Lung cancer is the deadliest cancer in the U.S. An estimated 127,070 Americans will die from lung cancer in 2023. Early detection of lung cancer through low-dose computed tomography (LDCT) screening has been shown to significantly reduce lung cancer mortality in high-risk populations and is currently recommended annually by the U.S.

Preventive Services Task Force (USPSTF) for individuals aged 50-80 years with a ≥20 pack-year smoking history and who currently smoke or have quit within the past 15 years.2 Two large-scale randomized trials—the National Lung Screening Trial (NLST)3 and the Nederlands–Leuvens Longkanker Screenings Onderzoek (NELSON) Trial4—have shown that LDCT screening can significantly reduce lung cancer mortality by 20-33%.3,4

However, the lung cancer screening rate in the U.S. is extremely low ─ fewer than 6% of high-risk individuals undergo lung cancer screening nationally.5 In comparison, the screening rates for breast and colorectal cancer are 75% and 67%, respectively.6 Furthermore, of those who do undergo a baseline LDCT screening, only 22% come back for their annual LDCT screening the following year.7

A major barrier to improving uptake of and adherence to lung cancer screening is the lack of awareness. A previous study found that 84% of those at high risk for lung cancer were not familiar with or had never heard of lung cancer screening.8

Because lack of awareness is such a major barrier, I started the American Lung Cancer Screening Initiative (ALCSI) in 2018 with Alexandra Potter (president) and Priyanka Senthil (executive director). Today, ALCSI has more than 45 chapters on college campuses across the country made up of more than 500 student volunteers.

Since its inception, ALCSI has held over 450 community events and educated 15,000+ community members about lung cancer screening. Currently, ALCSI is focusing awareness and education efforts on several ongoing lung cancer screening studies, including one on evaluating lung cancer screening among high-risk firefighters, another on evaluating lung cancer screening among Asian females who have never smoked, and a pilot prospective study evaluating the feasibility of lung cancer screening among high-risk Black women.

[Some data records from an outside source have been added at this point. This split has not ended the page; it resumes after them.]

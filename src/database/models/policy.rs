//! Per-group admission policy and its persisted layout.

use std::collections::{BTreeMap, BTreeSet};
use std::fmt;

use serde::{Deserialize, Serialize};

/// Keywords matched case-insensitively as substrings.
///
/// Entries are unique ignoring case; the first spelling inserted is kept
/// for display.
#[derive(Debug, Clone, Default, PartialEq, Eq, Serialize, Deserialize)]
#[serde(from = "Vec<String>", into = "Vec<String>")]
pub struct KeywordSet {
    /// Lowercased keyword -> display spelling
    entries: BTreeMap<String, String>,
}

impl KeywordSet {
    pub const fn new() -> Self {
        Self {
            entries: BTreeMap::new(),
        }
    }

    /// Insert a keyword. Returns `false` for blanks and for keywords that
    /// are already present in any casing.
    pub fn insert(&mut self, keyword: &str) -> bool {
        let keyword = keyword.trim();
        if keyword.is_empty() {
            return false;
        }

        let key = keyword.to_lowercase();
        if self.entries.contains_key(&key) {
            return false;
        }
        self.entries.insert(key, keyword.to_string());
        true
    }

    /// Remove a keyword in any casing. Returns `false` if it was absent.
    pub fn remove(&mut self, keyword: &str) -> bool {
        self.entries
            .remove(&keyword.trim().to_lowercase())
            .is_some()
    }

    pub fn is_empty(&self) -> bool {
        self.entries.is_empty()
    }

    #[cfg(test)]
    pub fn len(&self) -> usize {
        self.entries.len()
    }

    /// Display spellings in stable order.
    pub fn iter(&self) -> impl Iterator<Item = &str> {
        self.entries.values().map(String::as_str)
    }

    /// First keyword contained in already-lowercased text.
    pub fn find_in_lowercase(&self, lowered: &str) -> Option<&str> {
        self.entries
            .iter()
            .find(|(key, _)| lowered.contains(key.as_str()))
            .map(|(_, display)| display.as_str())
    }

    /// Whether any keyword occurs in `text`, ignoring case.
    pub fn matches(&self, text: &str) -> bool {
        self.find_in_lowercase(&text.to_lowercase()).is_some()
    }
}

impl From<Vec<String>> for KeywordSet {
    fn from(keywords: Vec<String>) -> Self {
        let mut set = Self::new();
        for keyword in &keywords {
            set.insert(keyword);
        }
        set
    }
}

impl From<KeywordSet> for Vec<String> {
    fn from(set: KeywordSet) -> Self {
        set.entries.into_values().collect()
    }
}

/// Which list of a [`PolicySet`] an operation targets.
#[derive(Debug, Clone, Copy, PartialEq, Eq, Hash)]
pub enum PolicyList {
    /// Keywords that let a join request through.
    AcceptKeywords,
    /// Keywords that reject a join request.
    RejectKeywords,
    /// User ids that are always rejected.
    RejectUserIds,
}

impl fmt::Display for PolicyList {
    fn fmt(&self, f: &mut fmt::Formatter<'_>) -> fmt::Result {
        f.write_str(match self {
            Self::AcceptKeywords => "accept keywords",
            Self::RejectKeywords => "reject keywords",
            Self::RejectUserIds => "blacklisted ids",
        })
    }
}

/// Admission rules of one group.
#[derive(Debug, Clone, Default, PartialEq, Eq)]
pub struct PolicySet {
    pub accept_keywords: KeywordSet,
    pub reject_keywords: KeywordSet,
    pub reject_user_ids: BTreeSet<String>,
}

impl PolicySet {
    pub const fn new() -> Self {
        Self {
            accept_keywords: KeywordSet::new(),
            reject_keywords: KeywordSet::new(),
            reject_user_ids: BTreeSet::new(),
        }
    }

    /// Exact match against the id blacklist.
    pub fn is_blacklisted(&self, user_id: &str) -> bool {
        self.reject_user_ids.contains(user_id)
    }

    #[cfg(test)]
    pub fn is_empty(&self) -> bool {
        self.accept_keywords.is_empty()
            && self.reject_keywords.is_empty()
            && self.reject_user_ids.is_empty()
    }

    /// Entries of one list, in stable order.
    pub fn entries(&self, list: PolicyList) -> Vec<String> {
        match list {
            PolicyList::AcceptKeywords => self.accept_keywords.iter().map(str::to_string).collect(),
            PolicyList::RejectKeywords => self.reject_keywords.iter().map(str::to_string).collect(),
            PolicyList::RejectUserIds => self.reject_user_ids.iter().cloned().collect(),
        }
    }

    /// Set-union `entries` into a list. Returns the entries that were new.
    pub fn add<S: AsRef<str>>(&mut self, list: PolicyList, entries: &[S]) -> Vec<String> {
        entries
            .iter()
            .map(|e| e.as_ref().trim())
            .filter(|e| match list {
                PolicyList::AcceptKeywords => self.accept_keywords.insert(e),
                PolicyList::RejectKeywords => self.reject_keywords.insert(e),
                PolicyList::RejectUserIds => !e.is_empty() && self.reject_user_ids.insert(e.to_string()),
            })
            .map(str::to_string)
            .collect()
    }

    /// Set-difference `entries` out of a list. Returns the entries that
    /// were present.
    pub fn remove<S: AsRef<str>>(&mut self, list: PolicyList, entries: &[S]) -> Vec<String> {
        entries
            .iter()
            .map(|e| e.as_ref().trim())
            .filter(|e| match list {
                PolicyList::AcceptKeywords => self.accept_keywords.remove(e),
                PolicyList::RejectKeywords => self.reject_keywords.remove(e),
                PolicyList::RejectUserIds => self.reject_user_ids.remove(*e),
            })
            .map(str::to_string)
            .collect()
    }
}

/// On-disk layout: one map per list, keyed by group id.
///
/// Missing maps load as empty. The snake_case names written by older
/// deployments are accepted as aliases.
#[derive(Debug, Clone, Default, PartialEq, Eq, Serialize, Deserialize)]
#[serde(rename_all = "camelCase")]
pub struct PolicyDocument {
    #[serde(default, alias = "accept_keywords")]
    pub accept_keywords: BTreeMap<String, KeywordSet>,

    #[serde(default, alias = "reject_keywords")]
    pub reject_keywords: BTreeMap<String, KeywordSet>,

    #[serde(default, alias = "reject_ids")]
    pub reject_user_ids: BTreeMap<String, BTreeSet<String>>,
}

impl PolicyDocument {
    /// Build the document from per-group sets. Empty lists are omitted.
    pub fn from_groups<'a, I>(groups: I) -> Self
    where
        I: IntoIterator<Item = (&'a str, &'a PolicySet)>,
    {
        let mut doc = Self::default();
        for (group, set) in groups {
            if !set.accept_keywords.is_empty() {
                doc.accept_keywords
                    .insert(group.to_string(), set.accept_keywords.clone());
            }
            if !set.reject_keywords.is_empty() {
                doc.reject_keywords
                    .insert(group.to_string(), set.reject_keywords.clone());
            }
            if !set.reject_user_ids.is_empty() {
                doc.reject_user_ids
                    .insert(group.to_string(), set.reject_user_ids.clone());
            }
        }
        doc
    }

    /// Split the document back into per-group sets.
    pub fn into_groups(self) -> BTreeMap<String, PolicySet> {
        let mut groups: BTreeMap<String, PolicySet> = BTreeMap::new();

        for (group, keywords) in self.accept_keywords {
            groups.entry(group).or_default().accept_keywords = keywords;
        }
        for (group, keywords) in self.reject_keywords {
            groups.entry(group).or_default().reject_keywords = keywords;
        }
        for (group, ids) in self.reject_user_ids {
            // Blank ids never match anyone; drop them on the way in.
            let ids = ids
                .into_iter()
                .map(|id| id.trim().to_string())
                .filter(|id| !id.is_empty())
                .collect();
            groups.entry(group).or_default().reject_user_ids = ids;
        }

        groups
    }
}

#[cfg(test)]
mod tests {
    use super::*;

    #[test]
    fn test_keyword_set_dedupes_ignoring_case() {
        let set = KeywordSet::from(vec!["abc".to_string(), "ABC".to_string(), "xyz".to_string()]);

        assert_eq!(set.len(), 2);
        assert_eq!(set.iter().collect::<Vec<_>>(), vec!["abc", "xyz"]);
        assert!(set.matches("this contains ABC somewhere"));
        assert!(!set.matches("nothing here"));
    }

    #[test]
    fn test_keyword_set_ignores_blanks() {
        let mut set = KeywordSet::new();
        assert!(!set.insert("   "));
        assert!(set.insert("  invite code "));
        assert_eq!(set.iter().next(), Some("invite code"));
        assert!(set.remove("INVITE CODE"));
        assert!(set.is_empty());
    }

    #[test]
    fn test_add_and_remove_are_idempotent() {
        let mut set = PolicySet::new();

        assert_eq!(set.add(PolicyList::RejectKeywords, &["spam"]), vec!["spam"]);
        assert!(set.add(PolicyList::RejectKeywords, &["spam"]).is_empty());
        assert_eq!(set.entries(PolicyList::RejectKeywords), vec!["spam"]);

        assert!(set.remove(PolicyList::RejectUserIds, &["42"]).is_empty());
        assert_eq!(set.add(PolicyList::RejectUserIds, &["42", " ", "42"]), vec!["42"]);
        assert!(set.is_blacklisted("42"));
        assert_eq!(set.remove(PolicyList::RejectUserIds, &["42"]), vec!["42"]);
        assert!(set.reject_user_ids.is_empty());
        assert!(!set.is_empty());

        assert_eq!(set.remove(PolicyList::RejectKeywords, &["SPAM"]), vec!["SPAM"]);
        assert!(set.remove(PolicyList::RejectKeywords, &["spam"]).is_empty());
        assert!(set.is_empty());
    }

    #[test]
    fn test_document_uses_camel_case_and_reads_legacy_names() {
        let mut set = PolicySet::new();
        set.add(PolicyList::AcceptKeywords, &["hello"]);
        set.add(PolicyList::RejectUserIds, &["7"]);

        let doc = PolicyDocument::from_groups([("g1", &set)]);
        let json = serde_json::to_value(&doc).unwrap();
        assert_eq!(json["acceptKeywords"]["g1"], serde_json::json!(["hello"]));
        assert_eq!(json["rejectUserIds"]["g1"], serde_json::json!(["7"]));
        assert_eq!(json["rejectKeywords"], serde_json::json!({}));

        let legacy = r#"{"accept_keywords": {"g2": ["a", "A"]}, "reject_ids": {"g2": ["9"]}, "extra": 1}"#;
        let groups = serde_json::from_str::<PolicyDocument>(legacy)
            .unwrap()
            .into_groups();
        let g2 = &groups["g2"];
        assert_eq!(g2.accept_keywords.len(), 1);
        assert!(g2.is_blacklisted("9"));
        assert!(g2.reject_keywords.is_empty());
    }

    #[test]
    fn test_missing_fields_default_to_empty() {
        let doc: PolicyDocument = serde_json::from_str("{}").unwrap();
        assert_eq!(doc, PolicyDocument::default());
    }
}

ALCSI also works with local and state leaders such as mayors, governors, state representatives, doctors, and patients, to film public service announcements about lung cancer screening and encourage constituents to get screened. We’ve produced more than 90 PSAs and counting.

ALCSI also works with mayors’ and governors’ offices to issue proclamations recognizing November as National Lung Cancer Awareness Month (410+). ALCSI also works with U.S. congress members and senators to draft and advocate the first-ever House and Senate resolutions recognizing the importance of early detection of lung cancer through screening. Notably, every year since December 2020, the U.S. Senate has passed Senate Resolutions S.Res.780, S.Res.462, and S.Res.863 with unanimous consent.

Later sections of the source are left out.